Saved data entries:
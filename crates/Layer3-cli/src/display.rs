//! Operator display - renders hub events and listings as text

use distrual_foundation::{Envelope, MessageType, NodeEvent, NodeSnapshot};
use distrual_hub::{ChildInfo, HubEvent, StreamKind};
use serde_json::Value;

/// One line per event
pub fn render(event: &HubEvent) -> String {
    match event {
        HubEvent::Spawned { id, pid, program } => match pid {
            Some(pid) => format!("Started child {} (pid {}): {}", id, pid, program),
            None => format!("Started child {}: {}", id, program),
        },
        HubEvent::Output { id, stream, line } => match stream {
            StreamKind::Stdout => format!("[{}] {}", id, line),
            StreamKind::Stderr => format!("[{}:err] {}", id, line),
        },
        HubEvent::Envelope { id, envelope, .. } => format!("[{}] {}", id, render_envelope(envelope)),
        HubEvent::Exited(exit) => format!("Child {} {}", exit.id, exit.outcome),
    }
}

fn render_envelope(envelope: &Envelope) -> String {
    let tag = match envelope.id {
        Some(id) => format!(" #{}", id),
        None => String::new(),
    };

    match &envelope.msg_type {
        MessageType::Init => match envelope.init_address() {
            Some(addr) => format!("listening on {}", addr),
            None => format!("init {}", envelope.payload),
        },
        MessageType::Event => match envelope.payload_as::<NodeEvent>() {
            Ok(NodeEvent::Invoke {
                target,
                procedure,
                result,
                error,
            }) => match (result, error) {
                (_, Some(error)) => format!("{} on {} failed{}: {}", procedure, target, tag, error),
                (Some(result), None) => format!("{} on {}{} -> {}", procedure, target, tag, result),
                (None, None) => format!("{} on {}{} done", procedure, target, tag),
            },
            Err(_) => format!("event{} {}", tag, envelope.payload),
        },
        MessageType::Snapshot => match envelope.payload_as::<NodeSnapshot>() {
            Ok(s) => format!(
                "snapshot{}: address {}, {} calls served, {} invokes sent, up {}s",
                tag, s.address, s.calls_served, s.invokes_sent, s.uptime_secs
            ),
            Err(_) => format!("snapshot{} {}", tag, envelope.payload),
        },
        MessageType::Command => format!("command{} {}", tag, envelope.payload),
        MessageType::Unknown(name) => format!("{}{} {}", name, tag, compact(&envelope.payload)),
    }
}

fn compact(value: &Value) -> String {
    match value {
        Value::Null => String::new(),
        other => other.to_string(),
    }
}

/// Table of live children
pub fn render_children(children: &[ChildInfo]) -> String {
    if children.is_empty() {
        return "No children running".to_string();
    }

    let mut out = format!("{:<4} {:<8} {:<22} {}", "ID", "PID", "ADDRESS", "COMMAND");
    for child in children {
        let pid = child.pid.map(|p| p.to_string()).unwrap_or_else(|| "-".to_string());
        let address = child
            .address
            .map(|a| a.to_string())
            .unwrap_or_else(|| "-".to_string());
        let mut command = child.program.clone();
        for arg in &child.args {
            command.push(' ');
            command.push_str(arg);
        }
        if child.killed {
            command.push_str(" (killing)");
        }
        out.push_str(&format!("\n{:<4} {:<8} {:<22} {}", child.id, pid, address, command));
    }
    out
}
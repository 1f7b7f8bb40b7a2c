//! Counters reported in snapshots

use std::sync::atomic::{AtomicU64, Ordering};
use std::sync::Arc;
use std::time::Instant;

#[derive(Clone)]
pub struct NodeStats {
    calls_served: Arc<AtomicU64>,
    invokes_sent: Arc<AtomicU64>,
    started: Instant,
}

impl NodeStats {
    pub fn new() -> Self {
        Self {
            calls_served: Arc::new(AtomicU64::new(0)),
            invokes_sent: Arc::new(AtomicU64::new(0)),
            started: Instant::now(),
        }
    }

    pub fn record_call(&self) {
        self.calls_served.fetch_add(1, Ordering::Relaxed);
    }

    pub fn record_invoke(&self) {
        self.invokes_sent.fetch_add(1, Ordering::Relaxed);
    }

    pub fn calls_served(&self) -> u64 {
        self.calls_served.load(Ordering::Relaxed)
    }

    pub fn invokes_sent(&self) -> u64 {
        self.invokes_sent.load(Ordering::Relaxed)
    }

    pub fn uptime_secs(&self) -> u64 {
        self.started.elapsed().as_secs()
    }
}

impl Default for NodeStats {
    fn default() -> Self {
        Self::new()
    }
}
---
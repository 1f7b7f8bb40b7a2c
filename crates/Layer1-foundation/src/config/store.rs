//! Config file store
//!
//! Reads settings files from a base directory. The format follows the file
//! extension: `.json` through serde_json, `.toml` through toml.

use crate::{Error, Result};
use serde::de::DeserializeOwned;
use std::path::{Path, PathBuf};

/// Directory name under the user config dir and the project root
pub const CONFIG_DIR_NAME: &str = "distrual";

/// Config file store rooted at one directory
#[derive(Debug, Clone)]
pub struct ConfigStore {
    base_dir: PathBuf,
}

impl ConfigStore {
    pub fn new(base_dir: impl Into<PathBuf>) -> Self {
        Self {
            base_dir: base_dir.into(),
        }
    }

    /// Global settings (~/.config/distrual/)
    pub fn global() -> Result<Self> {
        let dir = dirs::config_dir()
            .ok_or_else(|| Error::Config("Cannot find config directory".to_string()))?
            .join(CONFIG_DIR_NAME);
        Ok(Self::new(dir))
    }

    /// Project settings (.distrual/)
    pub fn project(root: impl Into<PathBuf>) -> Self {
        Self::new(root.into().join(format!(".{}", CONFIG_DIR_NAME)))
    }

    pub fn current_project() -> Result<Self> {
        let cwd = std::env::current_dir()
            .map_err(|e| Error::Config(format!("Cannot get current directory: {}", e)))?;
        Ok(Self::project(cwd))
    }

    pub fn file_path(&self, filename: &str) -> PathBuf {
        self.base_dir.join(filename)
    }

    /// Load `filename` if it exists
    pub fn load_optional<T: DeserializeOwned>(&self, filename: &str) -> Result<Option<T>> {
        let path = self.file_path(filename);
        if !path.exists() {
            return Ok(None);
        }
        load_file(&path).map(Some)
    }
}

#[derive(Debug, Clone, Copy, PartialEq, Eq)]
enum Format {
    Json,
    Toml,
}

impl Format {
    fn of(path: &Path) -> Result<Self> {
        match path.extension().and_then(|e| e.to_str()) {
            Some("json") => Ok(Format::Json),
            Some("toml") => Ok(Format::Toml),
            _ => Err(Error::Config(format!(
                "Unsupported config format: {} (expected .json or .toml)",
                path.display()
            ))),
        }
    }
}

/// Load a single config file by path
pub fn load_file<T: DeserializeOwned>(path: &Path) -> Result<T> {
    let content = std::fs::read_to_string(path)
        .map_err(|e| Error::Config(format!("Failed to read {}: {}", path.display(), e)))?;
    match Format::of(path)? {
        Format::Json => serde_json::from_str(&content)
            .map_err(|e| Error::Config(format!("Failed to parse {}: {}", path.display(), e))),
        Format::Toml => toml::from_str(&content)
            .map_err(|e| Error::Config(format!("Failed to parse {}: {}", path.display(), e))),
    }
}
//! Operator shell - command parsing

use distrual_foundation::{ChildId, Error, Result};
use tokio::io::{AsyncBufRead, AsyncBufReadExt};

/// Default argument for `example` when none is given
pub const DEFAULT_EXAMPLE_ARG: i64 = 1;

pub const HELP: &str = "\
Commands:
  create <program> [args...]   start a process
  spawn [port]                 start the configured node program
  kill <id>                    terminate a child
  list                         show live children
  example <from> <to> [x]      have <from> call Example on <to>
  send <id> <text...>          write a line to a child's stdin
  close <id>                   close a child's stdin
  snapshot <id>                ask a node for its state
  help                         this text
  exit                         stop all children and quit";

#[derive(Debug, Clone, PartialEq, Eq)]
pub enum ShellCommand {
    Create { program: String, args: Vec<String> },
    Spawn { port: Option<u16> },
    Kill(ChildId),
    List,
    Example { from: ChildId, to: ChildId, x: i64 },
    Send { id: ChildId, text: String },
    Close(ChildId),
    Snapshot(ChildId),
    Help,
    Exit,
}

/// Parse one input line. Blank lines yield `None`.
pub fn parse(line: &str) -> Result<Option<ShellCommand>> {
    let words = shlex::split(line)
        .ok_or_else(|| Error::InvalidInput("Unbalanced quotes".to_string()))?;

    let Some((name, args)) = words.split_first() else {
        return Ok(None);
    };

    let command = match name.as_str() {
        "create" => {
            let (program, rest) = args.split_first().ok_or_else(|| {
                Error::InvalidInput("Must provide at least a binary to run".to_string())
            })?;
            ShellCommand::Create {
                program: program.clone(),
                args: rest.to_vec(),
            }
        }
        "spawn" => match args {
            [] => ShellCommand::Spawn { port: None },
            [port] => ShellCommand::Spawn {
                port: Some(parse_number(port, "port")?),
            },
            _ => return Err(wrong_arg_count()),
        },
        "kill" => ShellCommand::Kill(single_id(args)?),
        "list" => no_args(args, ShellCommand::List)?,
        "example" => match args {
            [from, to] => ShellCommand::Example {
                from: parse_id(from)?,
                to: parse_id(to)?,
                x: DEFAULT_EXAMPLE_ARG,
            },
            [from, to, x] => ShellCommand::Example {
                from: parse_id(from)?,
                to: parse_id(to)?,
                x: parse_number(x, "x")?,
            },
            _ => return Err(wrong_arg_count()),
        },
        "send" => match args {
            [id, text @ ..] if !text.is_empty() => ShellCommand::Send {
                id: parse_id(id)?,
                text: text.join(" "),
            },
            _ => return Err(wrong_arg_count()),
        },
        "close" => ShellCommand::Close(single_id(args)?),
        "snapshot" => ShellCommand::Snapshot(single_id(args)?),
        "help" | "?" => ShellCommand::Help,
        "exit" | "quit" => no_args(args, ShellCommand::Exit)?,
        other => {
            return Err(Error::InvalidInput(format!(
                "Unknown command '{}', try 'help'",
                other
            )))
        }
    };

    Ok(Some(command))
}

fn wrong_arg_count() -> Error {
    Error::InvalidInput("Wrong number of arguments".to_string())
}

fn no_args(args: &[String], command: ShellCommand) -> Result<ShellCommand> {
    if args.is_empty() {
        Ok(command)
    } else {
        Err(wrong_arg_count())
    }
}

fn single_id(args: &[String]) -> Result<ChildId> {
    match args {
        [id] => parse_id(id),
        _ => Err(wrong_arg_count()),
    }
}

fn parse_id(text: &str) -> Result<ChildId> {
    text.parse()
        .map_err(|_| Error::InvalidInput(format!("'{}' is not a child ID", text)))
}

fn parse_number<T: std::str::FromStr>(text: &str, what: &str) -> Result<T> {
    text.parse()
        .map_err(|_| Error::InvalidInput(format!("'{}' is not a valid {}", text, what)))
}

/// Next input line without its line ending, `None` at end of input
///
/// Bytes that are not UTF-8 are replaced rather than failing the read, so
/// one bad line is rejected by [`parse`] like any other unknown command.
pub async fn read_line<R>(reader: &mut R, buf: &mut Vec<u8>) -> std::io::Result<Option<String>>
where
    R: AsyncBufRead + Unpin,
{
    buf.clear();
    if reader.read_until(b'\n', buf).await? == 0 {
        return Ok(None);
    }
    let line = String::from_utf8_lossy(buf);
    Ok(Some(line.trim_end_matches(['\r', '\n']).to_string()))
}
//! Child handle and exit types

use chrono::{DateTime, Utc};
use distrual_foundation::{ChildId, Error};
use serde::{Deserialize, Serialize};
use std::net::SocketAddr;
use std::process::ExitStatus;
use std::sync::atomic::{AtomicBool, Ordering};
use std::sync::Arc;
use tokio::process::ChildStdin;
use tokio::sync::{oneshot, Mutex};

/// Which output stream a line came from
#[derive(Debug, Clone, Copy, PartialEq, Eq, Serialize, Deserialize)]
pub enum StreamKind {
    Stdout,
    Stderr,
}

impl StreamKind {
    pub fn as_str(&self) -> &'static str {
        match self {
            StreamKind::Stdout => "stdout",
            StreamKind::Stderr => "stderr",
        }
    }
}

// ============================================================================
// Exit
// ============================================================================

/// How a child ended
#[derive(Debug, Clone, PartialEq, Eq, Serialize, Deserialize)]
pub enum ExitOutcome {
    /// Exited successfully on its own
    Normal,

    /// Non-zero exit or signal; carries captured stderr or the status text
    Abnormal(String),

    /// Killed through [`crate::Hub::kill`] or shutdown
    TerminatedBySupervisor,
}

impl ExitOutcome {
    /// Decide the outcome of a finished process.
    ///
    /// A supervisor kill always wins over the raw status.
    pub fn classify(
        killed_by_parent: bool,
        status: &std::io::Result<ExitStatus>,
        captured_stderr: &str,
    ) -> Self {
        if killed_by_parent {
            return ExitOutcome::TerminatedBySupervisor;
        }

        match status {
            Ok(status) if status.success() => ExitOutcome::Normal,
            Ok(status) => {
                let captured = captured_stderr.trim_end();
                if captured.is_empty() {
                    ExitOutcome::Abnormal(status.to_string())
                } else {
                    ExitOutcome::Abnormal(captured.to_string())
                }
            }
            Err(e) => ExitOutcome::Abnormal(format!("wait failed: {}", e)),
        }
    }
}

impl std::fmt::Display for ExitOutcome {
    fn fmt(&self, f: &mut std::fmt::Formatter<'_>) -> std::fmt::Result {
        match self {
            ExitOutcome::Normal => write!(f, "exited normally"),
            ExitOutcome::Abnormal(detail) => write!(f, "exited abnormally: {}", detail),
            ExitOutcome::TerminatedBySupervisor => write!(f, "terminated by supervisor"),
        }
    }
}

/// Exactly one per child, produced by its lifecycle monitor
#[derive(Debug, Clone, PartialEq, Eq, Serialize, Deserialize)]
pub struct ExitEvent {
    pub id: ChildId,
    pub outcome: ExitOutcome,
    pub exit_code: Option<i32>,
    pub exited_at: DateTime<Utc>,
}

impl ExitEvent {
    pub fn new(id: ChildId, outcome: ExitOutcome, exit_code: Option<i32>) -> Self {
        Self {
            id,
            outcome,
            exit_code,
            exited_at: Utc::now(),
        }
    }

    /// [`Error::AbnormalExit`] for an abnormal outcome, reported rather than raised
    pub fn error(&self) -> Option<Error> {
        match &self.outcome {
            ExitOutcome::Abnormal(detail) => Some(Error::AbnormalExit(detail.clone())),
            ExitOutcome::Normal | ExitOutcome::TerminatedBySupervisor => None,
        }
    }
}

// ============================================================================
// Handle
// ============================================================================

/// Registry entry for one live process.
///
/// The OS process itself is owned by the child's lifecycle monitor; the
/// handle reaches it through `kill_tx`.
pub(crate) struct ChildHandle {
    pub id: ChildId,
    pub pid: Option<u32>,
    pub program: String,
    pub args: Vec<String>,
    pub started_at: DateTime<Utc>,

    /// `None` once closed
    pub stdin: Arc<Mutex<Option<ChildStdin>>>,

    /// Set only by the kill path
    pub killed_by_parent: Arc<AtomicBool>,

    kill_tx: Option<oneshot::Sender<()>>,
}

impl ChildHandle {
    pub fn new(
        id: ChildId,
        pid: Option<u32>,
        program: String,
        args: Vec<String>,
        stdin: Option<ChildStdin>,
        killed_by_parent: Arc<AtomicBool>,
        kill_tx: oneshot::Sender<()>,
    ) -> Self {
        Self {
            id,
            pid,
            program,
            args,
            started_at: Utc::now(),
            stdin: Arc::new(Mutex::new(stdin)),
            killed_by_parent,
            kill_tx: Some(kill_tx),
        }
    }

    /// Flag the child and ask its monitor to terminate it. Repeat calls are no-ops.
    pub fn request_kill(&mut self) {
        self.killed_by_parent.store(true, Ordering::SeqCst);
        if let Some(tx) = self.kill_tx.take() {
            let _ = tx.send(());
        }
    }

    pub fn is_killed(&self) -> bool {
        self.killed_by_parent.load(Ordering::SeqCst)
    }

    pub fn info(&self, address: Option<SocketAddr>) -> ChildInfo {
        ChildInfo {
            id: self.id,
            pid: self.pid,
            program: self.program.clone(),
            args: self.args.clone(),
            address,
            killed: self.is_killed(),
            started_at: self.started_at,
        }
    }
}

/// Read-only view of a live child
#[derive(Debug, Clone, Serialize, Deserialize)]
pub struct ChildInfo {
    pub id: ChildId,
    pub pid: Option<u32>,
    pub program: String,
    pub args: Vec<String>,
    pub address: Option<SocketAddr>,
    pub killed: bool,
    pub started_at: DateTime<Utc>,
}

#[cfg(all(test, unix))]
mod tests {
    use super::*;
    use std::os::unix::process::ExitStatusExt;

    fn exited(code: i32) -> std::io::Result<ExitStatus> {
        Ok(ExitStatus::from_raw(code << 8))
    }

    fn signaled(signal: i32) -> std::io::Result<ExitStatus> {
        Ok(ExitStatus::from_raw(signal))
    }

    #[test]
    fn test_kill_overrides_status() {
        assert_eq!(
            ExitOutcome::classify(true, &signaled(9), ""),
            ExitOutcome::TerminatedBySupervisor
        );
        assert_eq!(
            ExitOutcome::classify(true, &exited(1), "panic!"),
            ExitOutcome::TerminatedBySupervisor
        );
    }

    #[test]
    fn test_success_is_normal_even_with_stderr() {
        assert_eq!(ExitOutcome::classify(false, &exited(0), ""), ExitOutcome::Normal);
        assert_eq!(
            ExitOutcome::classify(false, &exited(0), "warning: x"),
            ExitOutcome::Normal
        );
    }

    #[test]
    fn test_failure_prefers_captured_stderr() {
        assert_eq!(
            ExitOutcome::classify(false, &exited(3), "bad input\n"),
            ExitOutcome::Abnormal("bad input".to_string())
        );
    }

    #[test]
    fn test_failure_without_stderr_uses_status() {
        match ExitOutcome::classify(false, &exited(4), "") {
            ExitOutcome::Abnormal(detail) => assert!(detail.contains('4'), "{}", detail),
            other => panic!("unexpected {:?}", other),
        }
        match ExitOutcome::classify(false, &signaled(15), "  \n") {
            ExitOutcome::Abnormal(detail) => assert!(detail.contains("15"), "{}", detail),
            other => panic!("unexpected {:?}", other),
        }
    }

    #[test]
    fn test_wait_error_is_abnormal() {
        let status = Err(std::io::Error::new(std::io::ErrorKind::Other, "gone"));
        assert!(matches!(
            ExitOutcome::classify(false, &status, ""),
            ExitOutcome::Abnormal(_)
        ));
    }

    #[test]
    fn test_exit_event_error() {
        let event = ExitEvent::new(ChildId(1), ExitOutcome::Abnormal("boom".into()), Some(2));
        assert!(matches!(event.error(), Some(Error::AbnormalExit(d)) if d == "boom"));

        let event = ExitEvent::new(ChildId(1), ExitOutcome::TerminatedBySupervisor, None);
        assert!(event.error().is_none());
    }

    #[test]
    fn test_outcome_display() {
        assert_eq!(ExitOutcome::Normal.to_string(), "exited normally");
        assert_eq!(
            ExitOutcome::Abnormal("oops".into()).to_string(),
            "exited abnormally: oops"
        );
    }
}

### Activity
Taking the records as a whole, report how many of their lines include the word "words". Nothing but the number is wanted.

### Exercise result
2